> **DATASET RECORDS**:
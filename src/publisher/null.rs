use async_trait::async_trait;

use super::Publisher;
use crate::encoder::Payload;
use crate::error::PublishError;

/// Discards every payload
#[derive(Debug, Default, Clone, Copy)]
pub struct NullPublisher;

#[async_trait]
impl Publisher for NullPublisher {
    async fn publish(&mut self, _payload: &Payload) -> Result<(), PublishError> {
        Ok(())
    }
}
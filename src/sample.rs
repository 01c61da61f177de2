use bytes::Bytes;
use chrono::Utc;
use std::sync::Arc;

/// Kind of metric a generator produces
#[derive(Debug, Clone, Copy, PartialEq, Eq)]
pub enum MetricType {
    Gauge,
    Counter,
}

impl MetricType {
    pub fn as_str(&self) -> &'static str {
        match self {
            MetricType::Gauge => "gauge",
            MetricType::Counter => "counter",
        }
    }

    pub fn as_bytes(&self) -> Bytes {
        Bytes::from_static(self.as_str().as_bytes())
    }
}

/// Metadata shared by every clone of one generator family
#[derive(Debug)]
pub struct StaticMetadata {
    /// Name as declared in the profile
    pub name: String,
    /// Shared tags, already formatted for the target protocol
    pub tags: Bytes,
    pub metric_type: MetricType,
}

impl StaticMetadata {
    pub fn new(name: impl Into<String>, tags: Bytes, metric_type: MetricType) -> Arc<Self> {
        Arc::new(Self {
            name: name.into(),
            tags,
            metric_type,
        })
    }
}

/// One timestamped observation produced by a generator
#[derive(Debug, Clone)]
pub struct MetricSample {
    pub metadata: Arc<StaticMetadata>,
    /// Worker-specific metric name
    pub name: Bytes,
    /// Worker-specific tags, formatted for the target protocol
    pub tags: Bytes,
    /// Pre-rendered ASCII value, possibly shared with a value cache
    pub value: Bytes,
    pub timestamp_nanos: i64,
}

impl MetricSample {
    pub fn metric_type(&self) -> MetricType {
        self.metadata.metric_type
    }
}

/// Current wall-clock time as Unix nanoseconds
pub fn now_nanos() -> i64 {
    Utc::now().timestamp_nanos_opt().unwrap_or_default()
}
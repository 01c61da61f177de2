use once_cell::sync::Lazy;
use regex::Regex;

// ASCII word characters; values also admit `-`, which worker names and
// templated metric names contain
static TAG_TOKEN_RE: Lazy<Regex> =
    Lazy::new(|| Regex::new(r"[[:word:].]+=[[:word:].\-]+").expect("valid regex"));

/// `key=value` pairs found in a comma-delimited tag string.
/// Malformed tokens are skipped.
pub fn tokenize(raw: &str) -> impl Iterator<Item = (&str, &str)> {
    TAG_TOKEN_RE
        .find_iter(raw)
        .filter_map(|m| m.as_str().split_once('='))
}
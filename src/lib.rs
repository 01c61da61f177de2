//! Synthetic time-series traffic generator.
//!
//! Workers tick at a fixed interval, draw one sample from every generator in
//! the profile, encode the batch for the target backend and publish it. A
//! stats aggregator periodically reports the achieved throughput.

pub mod config;
pub mod encoder;
pub mod error;
pub mod generator;
pub mod metrics;
pub mod orchestrator;
pub mod profile;
pub mod publisher;
pub mod sample;
pub mod stats;
pub mod template;
pub mod worker;
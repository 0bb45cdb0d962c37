//! Task registry built from configuration

use std::sync::Arc;
use std::time::Duration;

use tracing::{debug, info};

use super::{CommandFeed, FeedConfig, FeedSource, RegistryError, StaticFeed, Task};
use crate::config::{Config, Secrets};
use crate::delivery::Destination;

/// The fixed set of tasks for this process
#[derive(Default, Clone)]
pub struct TaskRegistry {
    tasks: Vec<Arc<dyn Task>>,
}

impl TaskRegistry {
    pub fn new() -> Self {
        Self::default()
    }

    /// Build a task for every enabled feed
    pub fn from_config(config: &Config, secrets: &Secrets) -> Result<Self, RegistryError> {
        let mut registry = Self::new();

        for feed in &config.feeds {
            if !feed.enabled {
                debug!(feed = %feed.id, "TaskRegistry::from_config: feed disabled, skipping");
                continue;
            }
            let task = build_feed(feed, config, secrets)?;
            registry.register(task)?;
            info!(feed = %feed.id, "Registered feed");
        }

        Ok(registry)
    }

    /// Add a task; identities must be unique
    pub fn register(&mut self, task: Arc<dyn Task>) -> Result<(), RegistryError> {
        if self.tasks.iter().any(|t| t.identity() == task.identity()) {
            return Err(RegistryError::DuplicateTask(task.identity().to_string()));
        }
        self.tasks.push(task);
        Ok(())
    }

    pub fn tasks(&self) -> &[Arc<dyn Task>] {
        &self.tasks
    }

    pub fn len(&self) -> usize {
        self.tasks.len()
    }

    pub fn is_empty(&self) -> bool {
        self.tasks.is_empty()
    }
}

fn build_feed(feed: &FeedConfig, config: &Config, secrets: &Secrets) -> Result<Arc<dyn Task>, RegistryError> {
    let webhook_id = secrets
        .webhook_id(&feed.webhook_id_key)
        .ok_or_else(|| RegistryError::MissingWebhook {
            feed: feed.id.clone(),
            key: feed.webhook_id_key.clone(),
        })?;

    let tier = feed.tier.unwrap_or(config.delivery.tier);
    let destination = Destination::new(webhook_id, tier);
    let poll_interval = Duration::from_secs(feed.poll_interval_secs.unwrap_or(config.scheduler.poll_interval_secs));

    if poll_interval.is_zero() {
        return Err(RegistryError::InvalidFeed {
            feed: feed.id.clone(),
            reason: "poll interval must be greater than zero".to_string(),
        });
    }

    let task: Arc<dyn Task> = match &feed.source {
        FeedSource::Static { variables } => Arc::new(StaticFeed::new(
            feed.id.clone(),
            poll_interval,
            destination,
            variables.clone(),
        )),
        FeedSource::Command {
            program,
            args,
            timeout_ms,
        } => {
            if program.trim().is_empty() {
                return Err(RegistryError::InvalidFeed {
                    feed: feed.id.clone(),
                    reason: "command program is empty".to_string(),
                });
            }
            Arc::new(CommandFeed::new(
                feed.id.clone(),
                poll_interval,
                destination,
                program.clone(),
                args.clone(),
                Duration::from_millis(*timeout_ms),
            ))
        }
    };

    Ok(task)
}

#[cfg(test)]
mod tests {
    use super::*;
    use crate::delivery::Tier;

    fn config_with_feeds(yaml_feeds: &str) -> Config {
        let yaml = format!(
            "scheduler:\n  poll-interval-secs: 300\ndelivery:\n  tier: plus\nfeeds:\n{}",
            yaml_feeds
        );
        serde_yaml::from_str(&yaml).unwrap()
    }

    fn secrets(pairs: &[(&str, &str)]) -> Secrets {
        Secrets {
            webhooks: pairs.iter().map(|(k, v)| (k.to_string(), v.to_string())).collect(),
        }
    }

    #[test]
    fn test_builds_enabled_feeds_only() {
        let config = config_with_feeds(
            r#"
  - id: weather
    webhook-id-key: WEATHER
    source: {kind: command, program: weather-json}
  - id: heartbeat
    webhook-id-key: HB
    poll-interval-secs: 60
    tier: standard
    source: {kind: static, variables: {status: ok}}
  - id: off
    enabled: false
    webhook-id-key: OFF
    source: {kind: static}
"#,
        );
        let registry =
            TaskRegistry::from_config(&config, &secrets(&[("WEATHER", "w-123456789"), ("HB", "h-1")])).unwrap();

        assert_eq!(registry.len(), 2);
        let weather = &registry.tasks()[0];
        assert_eq!(weather.identity(), "weather");
        assert_eq!(weather.poll_interval(), Duration::from_secs(300));
        assert_eq!(weather.destination().max_payload_bytes(), Tier::Plus.max_payload_bytes());
        assert_eq!(weather.destination().webhook_id(), "w-123456789");

        let heartbeat = &registry.tasks()[1];
        assert_eq!(heartbeat.poll_interval(), Duration::from_secs(60));
        assert_eq!(heartbeat.destination().max_payload_bytes(), 2048);
    }

    #[test]
    fn test_missing_webhook_key() {
        let config = config_with_feeds(
            r#"
  - id: solar
    webhook-id-key: PD_REGISTRY_TEST_MISSING_KEY
    source: {kind: static}
"#,
        );
        let err = TaskRegistry::from_config(&config, &Secrets::default()).err().unwrap();
        assert!(matches!(err, RegistryError::MissingWebhook { ref feed, .. } if feed == "solar"));
    }

    #[test]
    fn test_empty_program_rejected() {
        let config = config_with_feeds(
            r#"
  - id: broken
    webhook-id-key: K
    source: {kind: command, program: "  "}
"#,
        );
        let err = TaskRegistry::from_config(&config, &secrets(&[("K", "id")])).err().unwrap();
        assert!(matches!(err, RegistryError::InvalidFeed { .. }));
    }

    #[test]
    fn test_duplicate_identity_rejected() {
        let mut registry = TaskRegistry::new();
        let make = || -> Arc<dyn Task> {
            Arc::new(StaticFeed::new(
                "dup",
                Duration::from_secs(1),
                Destination::new("x", Tier::Standard),
                Default::default(),
            ))
        };
        registry.register(make()).unwrap();
        assert!(matches!(
            registry.register(make()),
            Err(RegistryError::DuplicateTask(id)) if id == "dup"
        ));
    }
}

> **EXERCISE**: Count the lines of the material that contain the word "profile" and state the resulting number without further remark.

> **RESPONSE TO THIS TASK**: 3